A portrait painter and etcher, Stephen Ferris studied at the Pennsylvania Academy, with Samuel Waugh for two years in Bordentown, New Jersey and in Europe. He became a teacher at the Philadelphia School of Design for women for 26 years, and was an engraver for various publishers. His son, Jean Leon Gerome Ferris, and daughter, May Electa Ferris, were also artists. His wife, Elizabeth Moran Ferris was the sister of artists Edward and Thomas Moran.
Ferris painted more than 2000 portraits and became a proficient etcher, having seen with Thomas Moran a demonstration of this skill in 1866 by John Sartain, the veteran engraver and mezzotinter. However, it was Joseph Pennell who started Ferris on his career as an etcher.
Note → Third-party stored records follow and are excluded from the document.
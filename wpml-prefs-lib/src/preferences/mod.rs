mod resolver;

pub use resolver::FieldResolver;

use crate::config::WpmlConfig;
use crate::error::{ProcessingState, ProcessorError};
use serde::{Serialize, Serializer};
use std::collections::HashMap;
use std::fmt;
use std::str::FromStr;

/// Placeholder in a field pattern that stands for one or more digits.
pub const WILDCARD: char = '%';

/// Prefix of ACF-internal field names, which never get a preference.
pub const INTERNAL_FIELD_PREFIX: char = '_';

/// How WPML treats a custom field when translating a post.
#[derive(Debug, Clone, Copy, PartialEq, Eq, Hash)]
pub enum Preference {
    Ignore,
    Copy,
    Translate,
    CopyOnce,
}

impl Preference {
    /// The numeric value ACF stores under `wpml_cf_preferences`.
    pub fn code(self) -> u8 {
        match self {
            Preference::Ignore => 0,
            Preference::Copy => 1,
            Preference::Translate => 2,
            Preference::CopyOnce => 3,
        }
    }

    pub fn action(self) -> &'static str {
        match self {
            Preference::Ignore => "ignore",
            Preference::Copy => "copy",
            Preference::Translate => "translate",
            Preference::CopyOnce => "copy-once",
        }
    }
}

impl FromStr for Preference {
    type Err = ProcessorError;

    fn from_str(s: &str) -> Result<Self, Self::Err> {
        match s {
            "ignore" => Ok(Preference::Ignore),
            "copy" => Ok(Preference::Copy),
            "translate" => Ok(Preference::Translate),
            "copy-once" => Ok(Preference::CopyOnce),
            _ => Err(ProcessorError::InvalidConfig(format!(
                "Unknown custom-field action: {} [Expected: ignore, copy, translate, copy-once]",
                s
            ))),
        }
    }
}

impl fmt::Display for Preference {
    fn fmt(&self, f: &mut fmt::Formatter<'_>) -> fmt::Result {
        f.write_str(self.action())
    }
}

impl Serialize for Preference {
    fn serialize<S: Serializer>(&self, serializer: S) -> Result<S::Ok, S::Error> {
        serializer.serialize_str(self.action())
    }
}

/// One line of the operator listing.
#[derive(Debug, Clone, PartialEq, Eq, Serialize)]
pub struct MappingEntry {
    pub pattern: String,
    pub code: u8,
    pub action: Preference,
}

impl fmt::Display for MappingEntry {
    fn fmt(&self, f: &mut fmt::Formatter<'_>) -> fmt::Result {
        write!(f, "{}: {} ({})", self.pattern, self.code, self.action)
    }
}

/// Field pattern to preference mapping.
///
/// Re-inserting a pattern replaces its preference but keeps the position it
/// was first seen at, so iteration order is first-seen order. Wildcard
/// lookups depend on that order.
#[derive(Debug, Default, Clone)]
pub struct PreferenceTable {
    entries: Vec<(String, Preference)>,
    index: HashMap<String, usize>,
}

impl PreferenceTable {
    pub fn new() -> Self {
        Self::default()
    }

    /// Build the table from the `<custom-field>` entries of a WPML config.
    /// Entries with an unknown or missing action, or an empty name, are
    /// skipped and reported as warnings.
    pub fn from_config(config: &WpmlConfig) -> (Self, ProcessingState) {
        let mut table = Self::new();
        let mut state = ProcessingState::new();

        for field in config.fields() {
            let pattern = field.name.trim();
            if pattern.is_empty() {
                state.add_warning(
                    "Skipping custom-field with empty name",
                    Some("preference_table".to_string()),
                );
                continue;
            }

            let action = field.action.as_deref().unwrap_or_default();
            match action.parse::<Preference>() {
                Ok(preference) => table.insert(pattern, preference),
                Err(e) => {
                    tracing::debug!("Skipping custom-field '{}': {}", pattern, e);
                    state.add_warning(
                        format!("Skipping custom-field '{}': unknown action '{}'", pattern, action),
                        Some("preference_table".to_string()),
                    );
                }
            }
        }

        tracing::debug!("Built preference table with {} entries", table.len());
        (table, state)
    }

    pub fn insert(&mut self, pattern: impl Into<String>, preference: Preference) {
        let pattern = pattern.into();
        match self.index.get(&pattern) {
            Some(&position) => {
                tracing::debug!(
                    "Overriding preference for '{}': {} -> {}",
                    pattern,
                    self.entries[position].1,
                    preference
                );
                self.entries[position].1 = preference;
            }
            None => {
                self.index.insert(pattern.clone(), self.entries.len());
                self.entries.push((pattern, preference));
            }
        }
    }

    pub fn get(&self, pattern: &str) -> Option<Preference> {
        self.index.get(pattern).map(|&position| self.entries[position].1)
    }

    pub fn len(&self) -> usize {
        self.entries.len()
    }

    pub fn is_empty(&self) -> bool {
        self.entries.is_empty()
    }

    /// Entries in table order.
    pub fn iter(&self) -> impl Iterator<Item = (&str, Preference)> {
        self.entries
            .iter()
            .map(|(pattern, preference)| (pattern.as_str(), *preference))
    }

    /// Entries whose pattern contains the wildcard, in table order.
    pub fn wildcards(&self) -> impl Iterator<Item = (&str, Preference)> {
        self.iter().filter(|(pattern, _)| pattern.contains(WILDCARD))
    }

    /// Listing sorted by pattern.
    pub fn sorted(&self) -> Vec<MappingEntry> {
        let mut listing: Vec<MappingEntry> = self
            .iter()
            .map(|(pattern, preference)| MappingEntry {
                pattern: pattern.to_string(),
                code: preference.code(),
                action: preference,
            })
            .collect();
        listing.sort_by(|a, b| a.pattern.cmp(&b.pattern));
        listing
    }

    pub fn to_json(&self) -> Result<String, ProcessorError> {
        Ok(serde_json::to_string_pretty(&self.sorted())?)
    }
}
In 1875, Ferris collaborated with Peter Moran and produced the etching "The Chariot Race in the Circus Maximus", which was heralded as "the most important etching yet produced in America." He frequently demonstrated etching techniques, often at the Philadelphia Sketch Club of which he was a member.
He exhibited at the Pennsylvania Academy, the Boston Art Club and in the Painters and Etchers exhibit at the National Academy of Design.
He was born in Plattsburg, New York and arrived in Philadelphia at the age of twenty one, after spending the previous years in Illinois.